Et le Véronèse cite Michel-Ange et la chapelle Sixtine, d’où la fantaisie et les allusions pleines d’anachronismes ne sont point absentes. L’accusation n’admet point que Michel-Ange ait manqué aux lois de la décence comme l’a fait le peintre de la Cène, qui finit par trouver qu’on a bien de l’imagination au saint-office, et confesse humblement qu’il a eu tort, mais que ni l’hérésie ni l’irrévérence n’ont rien à voir dans son fait.

« Non, très illustres seigneurs, je ne prétends point prouver que mon tableau soit décent, mais j’avais pensé ne point mal faire, je n’avais pas pris tant de choses en considération, et j’avais été loin d’imaginer un si grand désordre. »

Le Véronèse fut néanmoins condamné à corriger et amender son tableau dans l’espace de trois mois à dater du Jour de la réprimande. Le changement fut fait, et nous pouvons nous en convaincre, car le procès-verbal donne la description exacte du tableau et sa dimension (7 pieds sur 39 environ). Cette toile est au Louvre; elle a été offerte à Louis XIV par la république de Venise. Une figure de la Madeleine a été substituée au grand lévrier que l’artiste a l’habitude de placer dans ses tableaux. Le peintre souscrit au changement; mais il n’admet pas que la Madeleine « puisse faire bien ici, » et cela pour beaucoup de raisons qu’il donnera aussitôt qu’il trouvera occasion de les dire.

Toute la théorie de Véronèse est là, « faire ce qui fait bien, » sans aucune préoccupation du sujet et de la convenance.

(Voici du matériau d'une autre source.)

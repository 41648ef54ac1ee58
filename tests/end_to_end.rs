// tests/end_to_end.rs
#![cfg(unix)]

use std::error::Error;
use std::sync::Arc;
use std::time::Duration;

use buildagent::build_orchestrator;
use buildagent::config::AgentConfig;
use buildagent::engine::RunOutcome;
use buildagent::store::{JsonFileStore, Store};
use buildagent::types::RecordId;
use buildagent_test_utils::{init_tracing, with_timeout};
use serde_json::json;
use tempfile::TempDir;

type TestResult = Result<(), Box<dyn Error>>;

#[tokio::test]
async fn runs_a_job_from_a_store_file_with_real_processes() -> TestResult {
    init_tracing();

    let dir = TempDir::new()?;
    let work = dir.path().join("work");
    std::fs::create_dir(&work)?;
    let store_path = dir.path().join("store.json");

    let store_doc = json!({
        "jobInstance:1": { "id": "jobInstance:1", "pipeline": "pipeline:p", "job": "pipelineJob:j" },
        "pipeline:p": { "id": "pipeline:p", "label": "main" },
        "pipelineJob:j": {
            "id": "pipelineJob:j",
            "label": "build",
            "taskGroups": [
                { "id": "taskGroup:g", "label": "g", "order": 0, "tasks": [
                    { "id": "task:write", "label": "write", "order": 0,
                      "command": "sh", "arguments": ["-c", "echo \"$TARGET\" > out.txt"],
                      "workingDirectory": work },
                    { "id": "task:fail", "label": "fail", "order": 1,
                      "commandLine": "sh -c 'exit 7'" },
                    { "id": "task:append", "label": "append", "order": 2,
                      "commandLine": "sh -c 'echo done >> out.txt'",
                      "workingDirectory": work }
                ]}
            ]
        },
        "environmentVariable:1": { "id": "environmentVariable:1", "key": "TARGET", "value": "release", "scope": "pipeline:p" }
    });
    std::fs::write(&store_path, serde_json::to_vec_pretty(&store_doc)?)?;

    let cfg = AgentConfig {
        freeze_poll_interval: Duration::from_millis(20),
        inherit_environment: true,
        store_path: store_path.clone(),
        sources_workspace: dir.path().join("sources"),
    };
    let store: Arc<dyn Store> = Arc::new(JsonFileStore::new(&store_path));
    let orchestrator = build_orchestrator(&cfg, Arc::clone(&store));

    let id = RecordId::from("jobInstance:1");
    let outcome = with_timeout(orchestrator.run(&id)).await?;

    let RunOutcome::Finished { groups } = outcome else {
        panic!("expected finished, got {outcome:?}");
    };
    assert_eq!(groups[0].failed_tasks(), 1);

    let written = std::fs::read_to_string(work.join("out.txt"))?;
    assert_eq!(written, "release\ndone\n");

    let record = store.get(&id).await?.expect("instance still exists");
    assert_eq!(record["state"], "finished");
    Ok(())
}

Ce n’est assurément pas un mérite chez le peintre ; pourtant celui-ci est si primesautier, si fantaisiste et si personnel, qu’il faut l’accepter comme il est. A Masère, il n’est point exempt de ces bizarreries dans ses compositions, et il y a là des accouplemens bien singuliers. Il convoque le monde de la fable et s’ingénie à personnifier dans des figures symboliques la noblesse, le pouvoir, l’honneur, la magnificence, et c’est un hommage qu’il rend à ses hôtes les Barbaro, parvenus au faîte des dignités. Partout où il peut loger une figure, dans une retombée de voûtes ou dans un tympan, il l’arrange avec une rare ingéniosité, et profite de l’espace, si irrégulier qu’il soit. Ici c’est Flore, Cérès, Pomone, Bacchus, qu’on prendrait aisément pour des patriciennes ou des courtisanes de Venise; puis, sans beaucoup de transition, il rend hommage à la Vierge en peignant une madone, et célèbre sainte Catherine et saint Joseph, les patrons des Barbaro. Deux des petites salles d’angle, dont les murs sont complètement nus de la base au faîte, et qui pour tout ornement n’ont qu’une cheminée monumentale, mais d’une ligne très simple, reçoivent comme fond décoratif une treille qui ploie sous le poids des grappes vermeilles, et dans un espace ovale au centre laissant voir le ciel il peint les divinités de l’Olympe, tandis qu’au-dessus de la cheminée qui fait face à la porte il assied de grandes figures qui jouent du luth et de la basse, et forment un concert. Puis, ici et là, ce sont des groupes d’enfans, des femmes demi-nues ornées de colliers, vêtues d’étoffes chatoyantes. Sur les saillies des moulures, ce sont des aiguières ciselées, des bassins de haut-relief, richement ornés, des coupes d’or pleines de perles qu’il a capricieusement posées et exécutées avec une grande dextérité de main.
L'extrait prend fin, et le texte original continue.